Pricing? And what is the gas guzzler tax that was added to the 2003 Cobra invoice?
MSRP of the 2003-2004 Cobra was $37,545 for the convertible, and $33,300 for the Coupe, both without including tax/title/tag, destination charges. The 2003 Cobra also included a $1,000 gas guzzler* tax. Changes made to the '04 allowed the gas guzzler tax to be dropped. Invoice on the cars was $34,555 for the convertible and $30,693 for the Coupe. Dealer holdback was 3% of the MSRP. With X plan pricing (for Ford employees, family members, and friends), buyers could get the car for close to the invoice price.

Used 2003-2004 coupes are in the $20,000. - $28,000. range depending on mileage and mods. Add approximately $2,000. for a convertible. It is still possible to find used Terminators with under 12K miles, with a bone-stock motor, but you'll pay on the high end of the above scale for one.

If you are wondering why the 2003 had a gas guzzler tax and why the 2004 didn't, Ford made a change in the catalytic converters and, I believe, in the computer program which resulted in slightly improved fuel economy numbers. Here is some government information about the gas guzzler tax

What is the Gas Guzzler Tax?
The Energy Tax Act of 1978 established a Gas Guzzler Tax on the sale of new model year vehicles whose fuel economy fails to meet certain statutory levels.

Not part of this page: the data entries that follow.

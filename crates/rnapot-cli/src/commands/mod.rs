pub mod score;
pub mod train;
//! Provides input/output for structure files, trained profiles and score tables.
//!
//! Structure readers share the [`traits::StructureFile`] interface and reduce each file to
//! the representative atoms of its canonical nucleotide residues. Trained profiles are
//! persisted per pair category by [`profile::ProfileStore`], and scoring results are
//! written as CSV by [`scores`].

pub mod profile;
pub mod scores;
pub mod structure;
pub mod traits;

#[cfg(test)]
pub(crate) mod fixtures;
use super::interpolation;
use super::params::bin_center;
use crate::core::models::pair::PairCategory;
use std::collections::BTreeMap;

/// The learned potential of one pair category: one score per distance bin.
///
/// Bin `k` is represented by its center `(k + 0.5) * bin_width`; lookups between centers are
/// linearly interpolated by [`PotentialProfile::score_at`].
#[derive(Debug, Clone, PartialEq)]
pub struct PotentialProfile {
    scores: Vec<f64>,
    bin_width: f64,
}

impl PotentialProfile {
    pub fn new(scores: Vec<f64>, bin_width: f64) -> Self {
        Self { scores, bin_width }
    }

    pub fn scores(&self) -> &[f64] {
        &self.scores
    }

    pub fn bin_width(&self) -> f64 {
        self.bin_width
    }

    pub fn len(&self) -> usize {
        self.scores.len()
    }

    pub fn is_empty(&self) -> bool {
        self.scores.is_empty()
    }

    #[inline]
    pub fn bin_center(&self, index: usize) -> f64 {
        bin_center(index, self.bin_width)
    }

    /// `(bin_center, score)` pairs in bin order.
    pub fn knots(&self) -> impl Iterator<Item = (f64, f64)> + '_ {
        self.scores
            .iter()
            .enumerate()
            .map(|(k, &score)| (self.bin_center(k), score))
    }

    #[inline]
    pub fn score_at(&self, distance: f64) -> f64 {
        interpolation::interpolate(self, distance)
    }
}

/// Profiles keyed by pair category. Categories may be missing, e.g. when a profile
/// directory is incomplete.
#[derive(Debug, Clone, PartialEq, Default)]
pub struct ProfileSet {
    profiles: BTreeMap<PairCategory, PotentialProfile>,
}

impl ProfileSet {
    pub fn new() -> Self {
        Self::default()
    }

    pub fn insert(&mut self, category: PairCategory, profile: PotentialProfile) {
        self.profiles.insert(category, profile);
    }

    pub fn get(&self, category: &PairCategory) -> Option<&PotentialProfile> {
        self.profiles.get(category)
    }

    pub fn len(&self) -> usize {
        self.profiles.len()
    }

    pub fn is_empty(&self) -> bool {
        self.profiles.is_empty()
    }

    pub fn iter(&self) -> impl Iterator<Item = (&PairCategory, &PotentialProfile)> {
        self.profiles.iter()
    }

    pub fn missing_categories(&self) -> Vec<PairCategory> {
        PairCategory::ALL
            .iter()
            .filter(|c| !self.profiles.contains_key(c))
            .copied()
            .collect()
    }
}

impl FromIterator<(PairCategory, PotentialProfile)> for ProfileSet {
    fn from_iter<I: IntoIterator<Item = (PairCategory, PotentialProfile)>>(iter: I) -> Self {
        Self {
            profiles: iter.into_iter().collect(),
        }
    }
}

The gas guzzler tax applies only to cars (not trucks) and is collected by the IRS.

The fuel economy figures used to determine the Gas Guzzler Tax are different from the fuel economy values provided on this web site and in the Fuel Economy Guide. The tax does not depend on your actual on-the-road mpg, which may be more or less than the EPA published value. The purpose of the Gas Guzzler Tax is to discourage the production and purchase of fuel inefficient vehicles. The amount of any applicable Gas Guzzler Tax paid by the manufacturer will be disclosed on the automobile's fuel economy label (the window sticker on new cars).

Gas Guzzler Tax
Unadjusted MPG (combined)*
At least 22.5
No Tax
At least 21.5, but less than 22.5
At least 20.5, but less than 21.5
At least 19.5, but less than 22
At least 18.5, but less than 22
At least 17.5, but less than 22
At least 16.5, but less than 22
At least 15.5, but less than 22
At least 14.5, but less than 22
At least 13.5, but less than 22
At least 12.5, but less than 22
Less than 12.5
* The combined fuel economy MPG value (55% city, 45% highway) is used to determine tax liability. The MPG value is also adjusted slightly to account for differences in test procedures made since the base year, but it is not adjusted for in-use short fall. The unadjusted combined MPG of a vehicle can be approximated from the city and highway values provided in the Fuel Economy Guide and on this website by the following equation:

(1/(.495/City MPG + .351/Highway MPG)) + .15

Since this is an approximate calculation, the actual gas guzzler tax may be off by one tax bracket.
How many were made? And when did production begin and end for the '03 and '04?
According, in part, to the book entitled '"Iron Fist, Lead Foot" by Frank Moriarty......
Production begins for early 2003 builds: May 8, 2002
Production begins for late 2003 builds: Sept. 29, 2002 (some say the date is actually earlier in September)
Production ends for regular 2003 builds some time in early May (to be verified). The 10th Anniversary model was built in June/July of 2003 (to be verified).
Production ends for 2004 builds: March 31, 2004

Production numbers for both the '03 and '04 models are available by CLICKING HERE.
What changes were made on the SVT 10th Anniversary Edition?
The 10th Anniversary Edition is mechanically the same as the standard 2003 Cobra. Trim changes were:
Carbon fiber weave inserts on the shift boot, E-brake handle and steering wheel
10th anniversary SVT badging on the trunk and both front floor mats
Red and black leather seating
Red door inserts
Red painted brake calipers
Multi-spoke anthracite wheels with polished lip.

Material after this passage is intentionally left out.